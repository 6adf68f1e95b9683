//! Assemble a composite item from existing component items.

use std::collections::HashSet;
use std::sync::Arc;

use serde::{Deserialize, Serialize};
use tracing::{info, warn};

use gearbase_items::{Item, ItemId, NewItemComponent};
use gearbase_transformations::{NewTransformation, TransformationDetails, TransformationId};

use crate::error::OperationError;
use crate::ports::{
    Clock, CurrentUser, ImageStorage, ItemComponentRepository, ItemRepository,
    TransformationRepository, UnitOfWork,
};
use crate::use_cases::create_item::{CreateItemInput, CreateItemUseCase, CreatedItem};

#[derive(Debug, Clone, PartialEq, Serialize, Deserialize)]
pub struct ComponentSpec {
    pub item_id: ItemId,
    pub quantity: u32,
    pub notes: Option<String>,
}

#[derive(Debug, Clone, PartialEq, Serialize, Deserialize)]
pub struct CreateCompositeItemInput {
    pub item: CreateItemInput,
    pub components: Vec<ComponentSpec>,
}

#[derive(Debug, Clone, PartialEq, Serialize, Deserialize)]
pub struct CreateCompositeItemOutput {
    pub item: CreatedItem,
    pub transformation_id: TransformationId,
    pub component_count: u32,
}

pub struct CreateCompositeItemUseCase {
    create_item: Arc<CreateItemUseCase>,
    items: Arc<dyn ItemRepository>,
    components: Arc<dyn ItemComponentRepository>,
    transformations: Arc<dyn TransformationRepository>,
    storage: Arc<dyn ImageStorage>,
    current_user: Arc<dyn CurrentUser>,
    clock: Arc<dyn Clock>,
    uow: Arc<dyn UnitOfWork>,
}

impl CreateCompositeItemUseCase {
    #[allow(clippy::too_many_arguments)]
    pub fn new(
        create_item: Arc<CreateItemUseCase>,
        items: Arc<dyn ItemRepository>,
        components: Arc<dyn ItemComponentRepository>,
        transformations: Arc<dyn TransformationRepository>,
        storage: Arc<dyn ImageStorage>,
        current_user: Arc<dyn CurrentUser>,
        clock: Arc<dyn Clock>,
        uow: Arc<dyn UnitOfWork>,
    ) -> Self {
        Self {
            create_item,
            items,
            components,
            transformations,
            storage,
            current_user,
            clock,
            uow,
        }
    }

    pub async fn execute(
        &self,
        input: CreateCompositeItemInput,
    ) -> Result<CreateCompositeItemOutput, OperationError> {
        // The parent is always a single, unnumbered unit.
        let mut parent_input = input.item.clone();
        parent_input.quantity = 1;
        parent_input.has_unique_numbering = false;

        let (category, base) = self.create_item.check_preconditions(&parent_input).await?;

        if !category.can_be_composite {
            return Err(OperationError::CategoryRule(format!(
                "category '{}' does not allow composite items",
                category.name
            )));
        }
        if input.components.is_empty() {
            return Err(OperationError::InvalidQuantity(
                "a composite requires at least one component".to_string(),
            ));
        }

        // Every component is validated before the parent item exists.
        let mut seen = HashSet::new();
        let mut resolved: Vec<(Item, &ComponentSpec)> = Vec::with_capacity(input.components.len());
        for spec in &input.components {
            if !seen.insert(spec.item_id) {
                return Err(OperationError::ComponentUnavailable {
                    item: spec.item_id,
                    reason: "listed more than once".to_string(),
                });
            }

            let item = self
                .items
                .find_by_id(spec.item_id)
                .await?
                .filter(|i| !i.is_deleted())
                .ok_or(OperationError::ItemNotFound(spec.item_id))?;

            if item.organization_id != parent_input.organization_id {
                return Err(OperationError::OrganizationMismatch);
            }
            if item.is_composite {
                return Err(OperationError::ComponentUnavailable {
                    item: item.id,
                    reason: "a composite cannot be nested inside another composite".to_string(),
                });
            }
            if !item.status.is_available() {
                return Err(OperationError::ComponentUnavailable {
                    item: item.id,
                    reason: format!("not available (status: {})", item.status),
                });
            }
            if !self.components.find_by_component(item.id).await?.is_empty() {
                return Err(OperationError::ComponentUnavailable {
                    item: item.id,
                    reason: "already part of another composite".to_string(),
                });
            }

            resolved.push((item, spec));
        }

        let performed_by = self.current_user.current_user_id().await?;
        let performed_at = self.clock.now();

        let image_url = match &parent_input.image {
            Some(image) => Some(self.storage.upload(image.clone(), base.as_str()).await?),
            None => None,
        };

        self.uow.begin().await?;
        let result: Result<CreateCompositeItemOutput, OperationError> = async {
            let created = self
                .create_item
                .create_units(&parent_input, &category, &base, image_url.clone(), true)
                .await?;
            let parent = created
                .into_iter()
                .next()
                .ok_or_else(|| OperationError::Infrastructure("empty creation batch".to_string()))?;

            for (component, spec) in &resolved {
                self.components
                    .create(NewItemComponent {
                        parent_item_id: parent.id,
                        component_item_id: component.id,
                        quantity: spec.quantity,
                        notes: spec.notes.clone(),
                    })
                    .await?;
            }

            let transformation = self
                .transformations
                .create(NewTransformation {
                    organization_id: parent_input.organization_id,
                    performed_by,
                    performed_at,
                    reason: format!("Ensamblaje de {}", parent.identifier),
                    notes: None,
                    details: TransformationDetails::Assembly {
                        component_count: resolved.len() as u32,
                    },
                })
                .await?;
            for (component, spec) in &resolved {
                self.transformations
                    .add_source_item(transformation.id, component.id, f64::from(spec.quantity), None)
                    .await?;
            }
            self.transformations
                .add_result_item(transformation.id, parent.id, 1.0, None)
                .await?;

            Ok(CreateCompositeItemOutput {
                item: parent,
                transformation_id: transformation.id,
                component_count: resolved.len() as u32,
            })
        }
        .await;

        match result {
            Ok(output) => {
                self.uow.commit().await?;
                info!(
                    parent = %output.item.identifier,
                    components = output.component_count,
                    "composite item created"
                );
                Ok(output)
            }
            Err(err) => {
                let _ = self.uow.rollback().await;
                if let Some(url) = image_url {
                    if let Err(delete_err) = self.storage.delete(&url).await {
                        warn!(%url, error = %delete_err, "compensating image delete failed");
                    }
                }
                Err(err)
            }
        }
    }
}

> **Task to carry out**
Reproduce each line of the material in which the string "CreateCompositeItemUseCase" occurs.

> **Task response**
pub struct CreateCompositeItemUseCase {
impl CreateCompositeItemUseCase {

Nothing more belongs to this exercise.